Sappiamo tutti che quando una persona è famosa la gente adora vederne l’ascesa, ma si esalta anche a vederla inciampare e cadere. Riuscirai a rialzarti? "Non lo so. Non lo so. Io non so cosa succederà. Sto convivendo bene con questa nuova situazione che in passato mi avrebbe fatto diventare pazzo. Sono qui, la sto vivendo su me stesso e ho bisogno di continuare a farlo. Sono profondamente dispiaciuto per quello che ho fatto, posso dirlo migliaia di volte ma non sarà mai abbastanza per far tornare le cose indietro".

Mercoledì scorso, Travis Tygarty dell’Usada, ha detto alla trasmissione "60 Minutes Sports" che qualcuno del tuo entourage offrì all’Usada una donazione di 150.000 dollari che non venne accettata. Stavi cercando di "comprare" l’Usada? "No. Questo non è vero".

Non è vero? "Non è vero. Nelle 1000 pagine di report che hanno diffuso c’erano un sacco di cose, c’era tutto su di me. Come mai non si diceva niente di quella storia? Come mai? Oprah, non è vero niente". Nessuno che ti rappresentava… "Nessuno. Io non sapevo niente ma ho chiesto a tutti del mio entourage. Nessuno. Non è vero".

E tu sei Lance Armstrong, tu conduci le danze intorno a te e quindi se qualcuno avesse offerto 150.000 dollari tu lo avresti saputo? "Mi pare che si fosse parlato di 250.000, era questo il numero. Ma poi l’hanno abbassato. Sono un sacco di soldi. Lo avrei saputo".

E quindi confermi che non è vero? "Non è vero".

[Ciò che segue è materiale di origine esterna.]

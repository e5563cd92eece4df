//! # Clinical Data Loading and Validation
//!
//! This module is the exclusive entry point for the clinical covariate and
//! survival outcome files. It reads the two tab-separated inputs, validates
//! them against the expected schema, and aligns them by patient identifier
//! into a single immutable [`CovariateTable`] shared by every bootstrap
//! iteration.
//!
//! - Strict Schema: Column names are not configurable. The clinical file must
//!   carry `age`, `grade`, and `stage`; the survival file must carry `OS_OS`
//!   (duration) and `OS_vital_status` (event indicator).
//! - Missing categorical values are marked in the source files with the
//!   string sentinel `[Not Available]` and are retained as an explicit
//!   [`Category::Missing`] level rather than dropped.
//! - User-Centric Errors: Failures are assumed to be input errors. The
//!   `DataError` enum is designed to give clear, actionable feedback.

use ndarray::Array1;
use polars::prelude::*;
use std::collections::{HashMap, HashSet};
use std::fs::File;
use std::path::Path;
use thiserror::Error;

/// Duration column in the survival file: observed or censored follow-up time.
pub const DURATION_COLUMN: &str = "OS_OS";
/// Event column in the survival file: 1 for an observed death, 0 for censoring.
pub const EVENT_COLUMN: &str = "OS_vital_status";
/// String sentinel marking a missing categorical value in the clinical file.
pub const MISSING_SENTINEL: &str = "[Not Available]";

const AGE_COLUMN: &str = "age";
const GRADE_COLUMN: &str = "grade";
const STAGE_COLUMN: &str = "stage";

/// A categorical covariate value: an observed level or the missing sentinel.
#[derive(Debug, Clone, PartialEq, Eq, Hash)]
pub enum Category {
    Observed(String),
    Missing,
}

impl Category {
    fn from_raw(raw: &str) -> Self {
        let trimmed = raw.trim();
        if trimmed.is_empty() || trimmed == MISSING_SENTINEL {
            Category::Missing
        } else {
            Category::Observed(trimmed.to_string())
        }
    }

    /// The level name used when expanding this value into indicator columns.
    pub fn level(&self) -> &str {
        match self {
            Category::Observed(level) => level,
            Category::Missing => "missing",
        }
    }
}

/// The immutable covariate table: one row per patient present in both input
/// files, in the clinical file's row order.
#[derive(Debug)]
pub struct CovariateTable {
    pub patient_ids: Vec<String>,
    pub age: Array1<f64>,
    pub grade: Vec<Category>,
    pub stage: Vec<Category>,
    /// Time to event or censoring, finite and non-negative.
    pub durations: Array1<f64>,
    /// Event indicator per patient: 1 observed, 0 censored.
    pub events: Array1<u8>,
}

impl CovariateTable {
    pub fn len(&self) -> usize {
        self.patient_ids.len()
    }

    pub fn is_empty(&self) -> bool {
        self.patient_ids.is_empty()
    }
}

/// Errors surfaced while reading or validating the clinical inputs.
#[derive(Debug, Error)]
pub enum DataError {
    #[error("Error from the underlying Polars library: {0}")]
    Polars(#[from] PolarsError),
    #[error("IO error: {0}")]
    Io(#[from] std::io::Error),
    #[error("The required column '{0}' was not found in the input file.")]
    ColumnNotFound(String),
    #[error(
        "Column '{column_name}' could not be converted to the expected type '{expected_type}'. (Found type: {found_type})"
    )]
    ColumnWrongType {
        column_name: String,
        expected_type: &'static str,
        found_type: String,
    },
    #[error("Missing or null values were found in the required numeric column '{0}'.")]
    MissingValues(String),
    #[error("Non-finite values (NaN or Infinity) were found in the column '{0}'.")]
    NonFiniteValues(String),
    #[error("Column '{0}' contains a negative duration; follow-up times must be >= 0.")]
    NegativeDuration(String),
    #[error("Column '{0}' contains an event indicator other than 0 or 1.")]
    InvalidEventFlag(String),
    #[error("Duplicate patient identifier '{0}' in the input file.")]
    DuplicatePatient(String),
    #[error("The clinical and survival files share no patient identifiers.")]
    NoCommonPatients,
}

/// Read both inputs and align them on patient identifier.
///
/// The first column of each file is taken as the patient identifier, matching
/// the index-column convention of the source data. Patients present in the
/// clinical file but absent from the survival file (or vice versa) are
/// dropped from the table; the surviving row order is the clinical file's.
pub fn load_covariate_table(
    clinical_path: &Path,
    survival_path: &Path,
) -> Result<CovariateTable, DataError> {
    let clinical = read_tsv(clinical_path)?;
    let survival = read_tsv(survival_path)?;

    let clinical_ids = extract_id_column(&clinical)?;
    let survival_ids = extract_id_column(&survival)?;

    let durations_raw = extract_f64_column(&survival, DURATION_COLUMN)?;
    let events_raw = extract_event_column(&survival, EVENT_COLUMN)?;

    let mut outcome_by_id: HashMap<&str, (f64, u8)> = HashMap::with_capacity(survival_ids.len());
    for (idx, id) in survival_ids.iter().enumerate() {
        if outcome_by_id
            .insert(id.as_str(), (durations_raw[idx], events_raw[idx]))
            .is_some()
        {
            return Err(DataError::DuplicatePatient(id.clone()));
        }
    }

    let age_raw = extract_f64_column(&clinical, AGE_COLUMN)?;
    let grade_raw = extract_category_column(&clinical, GRADE_COLUMN)?;
    let stage_raw = extract_category_column(&clinical, STAGE_COLUMN)?;

    let mut patient_ids = Vec::new();
    let mut age = Vec::new();
    let mut grade = Vec::new();
    let mut stage = Vec::new();
    let mut durations = Vec::new();
    let mut events = Vec::new();
    let mut seen: HashSet<&str> = HashSet::with_capacity(clinical_ids.len());

    for (idx, id) in clinical_ids.iter().enumerate() {
        if !seen.insert(id.as_str()) {
            return Err(DataError::DuplicatePatient(id.clone()));
        }
        let Some(&(duration, event)) = outcome_by_id.get(id.as_str()) else {
            continue;
        };
        patient_ids.push(id.clone());
        age.push(age_raw[idx]);
        grade.push(grade_raw[idx].clone());
        stage.push(stage_raw[idx].clone());
        durations.push(duration);
        events.push(event);
    }

    if patient_ids.is_empty() {
        return Err(DataError::NoCommonPatients);
    }

    validate_durations(&durations)?;

    log::info!(
        "Covariate table ready: {} patients aligned across clinical and survival files ({} events observed).",
        patient_ids.len(),
        events.iter().filter(|&&e| e == 1).count()
    );

    Ok(CovariateTable {
        patient_ids,
        age: Array1::from_vec(age),
        grade,
        stage,
        durations: Array1::from_vec(durations),
        events: Array1::from_vec(events),
    })
}

fn read_tsv(path: &Path) -> Result<DataFrame, DataError> {
    let file = File::open(path)?;
    CsvReadOptions::default()
        .with_has_header(true)
        .map_parse_options(|options| options.with_separator(b'\t'))
        .into_reader_with_file_handle(file)
        .finish()
        .map_err(DataError::from)
}

/// The first column of each input file carries the patient identifier.
fn extract_id_column(df: &DataFrame) -> Result<Vec<String>, DataError> {
    let names = df.get_column_names();
    let id_name = names
        .first()
        .map(|name| name.as_str().to_string())
        .ok_or_else(|| DataError::ColumnNotFound("patient identifier".to_string()))?;
    extract_string_column(df, &id_name)
}

fn extract_string_column(df: &DataFrame, column_name: &str) -> Result<Vec<String>, DataError> {
    let series = df
        .column(column_name)
        .map_err(|_| DataError::ColumnNotFound(column_name.to_string()))?;
    let dtype = series.dtype().clone();
    let casted = series
        .cast(&DataType::String)
        .map_err(|_| DataError::ColumnWrongType {
            column_name: column_name.to_string(),
            expected_type: "string",
            found_type: dtype.to_string(),
        })?;
    let values = casted.str().expect("casted to string");
    let mut result = Vec::with_capacity(values.len());
    for value in values.into_iter() {
        match value {
            Some(text) => result.push(text.to_string()),
            None => result.push(String::new()),
        }
    }
    Ok(result)
}

fn extract_category_column(df: &DataFrame, column_name: &str) -> Result<Vec<Category>, DataError> {
    let raw = extract_string_column(df, column_name)?;
    Ok(raw.iter().map(|value| Category::from_raw(value)).collect())
}

fn extract_f64_column(df: &DataFrame, column_name: &str) -> Result<Array1<f64>, DataError> {
    let series = df
        .column(column_name)
        .map_err(|_| DataError::ColumnNotFound(column_name.to_string()))?;
    if series.null_count() > 0 {
        return Err(DataError::MissingValues(column_name.to_string()));
    }
    let dtype = series.dtype().clone();
    let casted = series
        .cast(&DataType::Float64)
        .map_err(|_| DataError::ColumnWrongType {
            column_name: column_name.to_string(),
            expected_type: "f64 (numeric)",
            found_type: dtype.to_string(),
        })?;
    if casted.null_count() > 0 {
        return Err(DataError::ColumnWrongType {
            column_name: column_name.to_string(),
            expected_type: "f64 (numeric)",
            found_type: dtype.to_string(),
        });
    }
    let values = casted.f64().expect("casted to f64");
    let collected: Vec<f64> = values.into_no_null_iter().collect();
    if collected.iter().any(|v| !v.is_finite()) {
        return Err(DataError::NonFiniteValues(column_name.to_string()));
    }
    Ok(Array1::from_vec(collected))
}

fn extract_event_column(df: &DataFrame, column_name: &str) -> Result<Array1<u8>, DataError> {
    let values = extract_f64_column(df, column_name)?;
    let mut result = Array1::<u8>::zeros(values.len());
    for (idx, &value) in values.iter().enumerate() {
        if value == 0.0 {
            result[idx] = 0;
        } else if value == 1.0 {
            result[idx] = 1;
        } else {
            return Err(DataError::InvalidEventFlag(column_name.to_string()));
        }
    }
    Ok(result)
}

fn validate_durations(durations: &[f64]) -> Result<(), DataError> {
    if durations.iter().any(|&d| d < 0.0) {
        return Err(DataError::NegativeDuration(DURATION_COLUMN.to_string()));
    }
    Ok(())
}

Sei un uomo migliore oggi dopo tutto quello che è successo? Ti ha aiutato tutto questo a diventare una persona diversa? "Senza dubbio, lo ripeto, è una situazione che mi è successa solo due volte nella mia vita. Quando mi è stato diagnosticato il cancro sono stato messo alla prova e sono uscito migliore di come ero. Ora ho perso il controllo della mia vita per la seconda volta. È facile stare qui e dire che mi sento meglio, ma non posso perdere di nuovo la mia vita. Solo io la tengo sotto controllo, però non posso fare promesse. Scivolerò ancora e la sfida principale della mia vita sarà cercare di non scivolare più e di non perdere di vista la strada da percorrere. Una sfida epica".

Una storia epica. Qual è la morale di questa storia? "Non ho una gran risposta in questo caso. Posso guardare a quello che ho fatto, ingannare per vincere gare di ciclismo, mentire su questo, essere prepotente con la gente. Ovviamente queste cose non si devono fare, non è certo quello che vorresti insegnare ai bambini. Questo è facile da dire. Ma c’è un’altra morale di questa storia che vedo riguardando la mia vita, prima in ascesa e poi intrappolato dentro tutte queste questioni: è un crimine tradire le persone che ti supportano e ti sono vicine, è un crimine mentire a loro".

Sai quale penso che sia la morale? E’ quello che ti ha detto Kristin: la verità ti libererà. "Sì, lei me lo continua a dire…".